» Stored items:

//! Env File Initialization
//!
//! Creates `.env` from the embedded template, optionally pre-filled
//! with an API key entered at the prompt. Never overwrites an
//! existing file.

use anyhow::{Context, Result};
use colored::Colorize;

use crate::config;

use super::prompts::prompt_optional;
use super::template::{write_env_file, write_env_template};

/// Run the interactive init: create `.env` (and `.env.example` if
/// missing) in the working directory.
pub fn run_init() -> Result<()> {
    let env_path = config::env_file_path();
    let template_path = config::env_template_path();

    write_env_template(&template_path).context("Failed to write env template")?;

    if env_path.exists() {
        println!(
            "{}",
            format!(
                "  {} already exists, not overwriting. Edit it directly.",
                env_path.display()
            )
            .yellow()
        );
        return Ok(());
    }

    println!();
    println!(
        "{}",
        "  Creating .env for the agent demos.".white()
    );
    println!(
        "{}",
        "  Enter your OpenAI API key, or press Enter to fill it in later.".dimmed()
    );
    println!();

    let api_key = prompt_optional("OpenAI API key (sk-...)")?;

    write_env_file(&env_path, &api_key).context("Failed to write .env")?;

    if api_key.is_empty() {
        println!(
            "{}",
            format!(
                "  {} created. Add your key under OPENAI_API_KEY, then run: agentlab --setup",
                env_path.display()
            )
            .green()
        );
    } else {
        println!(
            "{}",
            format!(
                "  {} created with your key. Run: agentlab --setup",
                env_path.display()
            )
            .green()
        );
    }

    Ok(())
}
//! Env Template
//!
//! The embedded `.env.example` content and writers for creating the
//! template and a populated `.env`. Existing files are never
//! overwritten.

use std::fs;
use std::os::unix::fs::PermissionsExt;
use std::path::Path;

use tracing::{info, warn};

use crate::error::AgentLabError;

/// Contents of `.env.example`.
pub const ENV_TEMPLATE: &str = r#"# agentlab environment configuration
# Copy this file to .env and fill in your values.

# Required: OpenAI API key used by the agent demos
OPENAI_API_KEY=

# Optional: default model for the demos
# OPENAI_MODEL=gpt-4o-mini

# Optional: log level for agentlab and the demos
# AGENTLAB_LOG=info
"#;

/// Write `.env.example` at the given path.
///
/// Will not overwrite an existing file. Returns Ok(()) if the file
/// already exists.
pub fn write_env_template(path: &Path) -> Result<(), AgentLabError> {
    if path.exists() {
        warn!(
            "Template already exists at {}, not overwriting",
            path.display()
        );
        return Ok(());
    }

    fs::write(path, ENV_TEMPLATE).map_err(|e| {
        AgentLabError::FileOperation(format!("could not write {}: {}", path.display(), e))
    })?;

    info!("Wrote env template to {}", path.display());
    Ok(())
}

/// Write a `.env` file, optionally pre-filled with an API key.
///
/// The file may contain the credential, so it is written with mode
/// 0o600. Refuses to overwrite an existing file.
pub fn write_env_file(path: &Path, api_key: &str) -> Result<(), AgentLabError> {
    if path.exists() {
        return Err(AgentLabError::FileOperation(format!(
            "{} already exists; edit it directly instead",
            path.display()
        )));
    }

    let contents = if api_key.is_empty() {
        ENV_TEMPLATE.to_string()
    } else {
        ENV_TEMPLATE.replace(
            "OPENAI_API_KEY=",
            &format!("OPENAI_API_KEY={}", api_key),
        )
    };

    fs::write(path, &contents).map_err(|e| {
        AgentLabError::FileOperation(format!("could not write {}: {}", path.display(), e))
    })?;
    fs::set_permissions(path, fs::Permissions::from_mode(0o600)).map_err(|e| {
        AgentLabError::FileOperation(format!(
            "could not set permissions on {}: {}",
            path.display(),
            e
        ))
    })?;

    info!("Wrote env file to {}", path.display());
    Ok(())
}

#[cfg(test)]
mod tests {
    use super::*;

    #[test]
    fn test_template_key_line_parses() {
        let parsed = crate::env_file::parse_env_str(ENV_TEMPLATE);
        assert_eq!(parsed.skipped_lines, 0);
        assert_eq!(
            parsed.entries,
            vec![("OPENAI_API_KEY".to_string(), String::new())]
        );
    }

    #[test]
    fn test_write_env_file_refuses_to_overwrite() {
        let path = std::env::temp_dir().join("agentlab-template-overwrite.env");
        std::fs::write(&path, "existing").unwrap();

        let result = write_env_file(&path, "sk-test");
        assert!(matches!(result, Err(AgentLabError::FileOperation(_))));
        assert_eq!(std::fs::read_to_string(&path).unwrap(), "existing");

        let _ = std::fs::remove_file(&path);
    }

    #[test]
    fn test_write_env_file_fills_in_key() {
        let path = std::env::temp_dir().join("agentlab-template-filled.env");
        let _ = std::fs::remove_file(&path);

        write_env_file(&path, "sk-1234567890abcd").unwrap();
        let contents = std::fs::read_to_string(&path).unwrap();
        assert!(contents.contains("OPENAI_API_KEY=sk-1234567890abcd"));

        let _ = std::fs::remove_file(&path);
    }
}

» Requirement:
List every line above that holds the word "directly".

» Reply to the task:
                "  {} already exists, not overwriting. Edit it directly.",
            "{} already exists; edit it directly instead",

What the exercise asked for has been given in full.